§ **What is expected**:
Using the records that appear below, write out exactly the lines from the one with "let filter_str = match" through the one with "fn run_text(cli: &Cli, config: &Config)", keeping both end lines.

[[ Data for this exercise open ]]

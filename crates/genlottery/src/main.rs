//! `genlottery` — random number generator for UK lottery games.
//!
//! Entry point: argument parsing, tracing setup, config resolution, and
//! dispatch to either the plain-text surface (`--text`) or the
//! interactive form surface (default).

mod cli;
mod config;
mod error;
mod output;
mod tui;

use clap::Parser;
use tracing::debug;
use tracing_appender::non_blocking::WorkerGuard;
use tracing_subscriber::EnvFilter;

use genlottery_core::{ResultStore, Session, SessionAction, SessionRequest, StoreError};

use crate::cli::Cli;
use crate::config::Config;
use crate::error::CliError;

fn main() {
    let cli = Cli::parse();

    if cli.mode.version {
        println!("genlottery Version: {}", env!("CARGO_PKG_VERSION"));
        return;
    }

    let config = config::load_config_or_default();

    if cli.text {
        init_tracing(cli.verbose);
        if let Err(err) = run_text(&cli, &config) {
            let code = err.exit_code();
            eprintln!("{:?}", miette::Report::new(err));
            std::process::exit(code);
        }
    } else if let Err(err) = run_form(&cli, &config) {
        // The form surface reports through color-eyre
        eprintln!("{err:?}");
        std::process::exit(error::exit_code::GENERAL);
    }
}

/// Tracing to stderr for text mode.
fn init_tracing(verbosity: u8) {
    let filter = match verbosity {
        0 => "warn",
        1 => "info",
        2 => "debug",
        _ => "trace",
    };

    tracing_subscriber::fmt()
        .with_env_filter(
            EnvFilter::try_from_default_env().unwrap_or_else(|_| EnvFilter::new(filter)),
        )
        .with_writer(std::io::stderr)
        .with_target(false)
        .init();
}

/// Tracing to a file for form mode. Logging to stdout/stderr would
/// corrupt the terminal UI. The guard must be held until exit so logs
/// flush.
fn init_file_tracing(verbosity: u8) -> WorkerGuard {
    let filter_str = match verbosity {
        0 => "warn",
        1 => "info",
        2 => "debug",
        _ => "trace",
    };
    let filter = EnvFilter::try_from_default_env()
        .unwrap_or_else(|_| EnvFilter::new(format!("genlottery={filter_str}")));

    let file_appender = tracing_appender::rolling::never(std::env::temp_dir(), "genlottery.log");
    let (non_blocking, guard) = tracing_appender::non_blocking(file_appender);

    tracing_subscriber::fmt()
        .with_env_filter(filter)
        .with_writer(non_blocking)
        .with_ansi(false)
        .init();

    guard
}

/// Open the store at the configured directory, or the `~/lottery-db`
/// default.
fn open_store(config: &Config) -> Result<ResultStore, StoreError> {
    match config.save_dir {
        Some(ref dir) => Ok(ResultStore::new(dir.clone())),
        None => ResultStore::open_default(),
    }
}

/// Resolve the request described by the flags, with config fallbacks.
fn build_request(cli: &Cli, config: &Config) -> SessionRequest {
    let action = if cli.mode.delete {
        SessionAction::Delete
    } else if cli.mode.print {
        SessionAction::ShowSaved
    } else {
        SessionAction::Generate {
            save: !cli.mode.no_save,
        }
    };

    SessionRequest {
        action,
        lottery_type: cli.lottery_type.unwrap_or(config.default_type),
        lines: cli.lines.unwrap_or(config.default_lines),
    }
}

/// One-shot text mode: perform a single action and print the outcome.
fn run_text(cli: &Cli, config: &Config) -> Result<(), CliError> {
    let store = open_store(config)?;
    let mut session = Session::new(store);

    let request = build_request(cli, config);
    debug!(?request, "text mode dispatch");

    let payload = session.handle(&request)?;
    let saved_view = matches!(request.action, SessionAction::ShowSaved);
    if saved_view && !payload.results.is_empty() {
        output::print_output("Displaying a previously saved set\n");
    }
    output::print_output(&output::render(&payload, saved_view));

    session.finish();
    Ok(())
}

/// Interactive mode: run the form surface until the user quits.
fn run_form(cli: &Cli, config: &Config) -> color_eyre::Result<()> {
    // Hooks before entering the terminal, so early panics restore it
    tui::install_hooks()?;
    let _log_guard = init_file_tracing(cli.verbose);

    let store = open_store(config)?;
    let session = Session::new(store);

    let defaults = build_request(cli, config);
    let save = !cli.mode.no_save;
    let mut app = tui::app::FormApp::new(session, defaults.lottery_type, defaults.lines, save);

    let mut tui = tui::Tui::new()?;
    tui.enter()?;
    app.run(&mut tui)?;
    tui.exit()?;

    Ok(())
}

[[ Data for this exercise closed ]]

§ **Solution for this exercise**:
    let filter_str = match verbosity {
        0 => "warn",
        1 => "info",
        2 => "debug",
        _ => "trace",
    };
    let filter = EnvFilter::try_from_default_env()
        .unwrap_or_else(|_| EnvFilter::new(format!("genlottery={filter_str}")));

    let file_appender = tracing_appender::rolling::never(std::env::temp_dir(), "genlottery.log");
    let (non_blocking, guard) = tracing_appender::non_blocking(file_appender);

    tracing_subscriber::fmt()
        .with_env_filter(filter)
        .with_writer(non_blocking)
        .with_ansi(false)
        .init();

    guard
}

/// Open the store at the configured directory, or the `~/lottery-db`
/// default.
fn open_store(config: &Config) -> Result<ResultStore, StoreError> {
    match config.save_dir {
        Some(ref dir) => Ok(ResultStore::new(dir.clone())),
        None => ResultStore::open_default(),
    }
}

/// Resolve the request described by the flags, with config fallbacks.
fn build_request(cli: &Cli, config: &Config) -> SessionRequest {
    let action = if cli.mode.delete {
        SessionAction::Delete
    } else if cli.mode.print {
        SessionAction::ShowSaved
    } else {
        SessionAction::Generate {
            save: !cli.mode.no_save,
        }
    };

    SessionRequest {
        action,
        lottery_type: cli.lottery_type.unwrap_or(config.default_type),
        lines: cli.lines.unwrap_or(config.default_lines),
    }
}

/// One-shot text mode: perform a single action and print the outcome.
fn run_text(cli: &Cli, config: &Config) -> Result<(), CliError> {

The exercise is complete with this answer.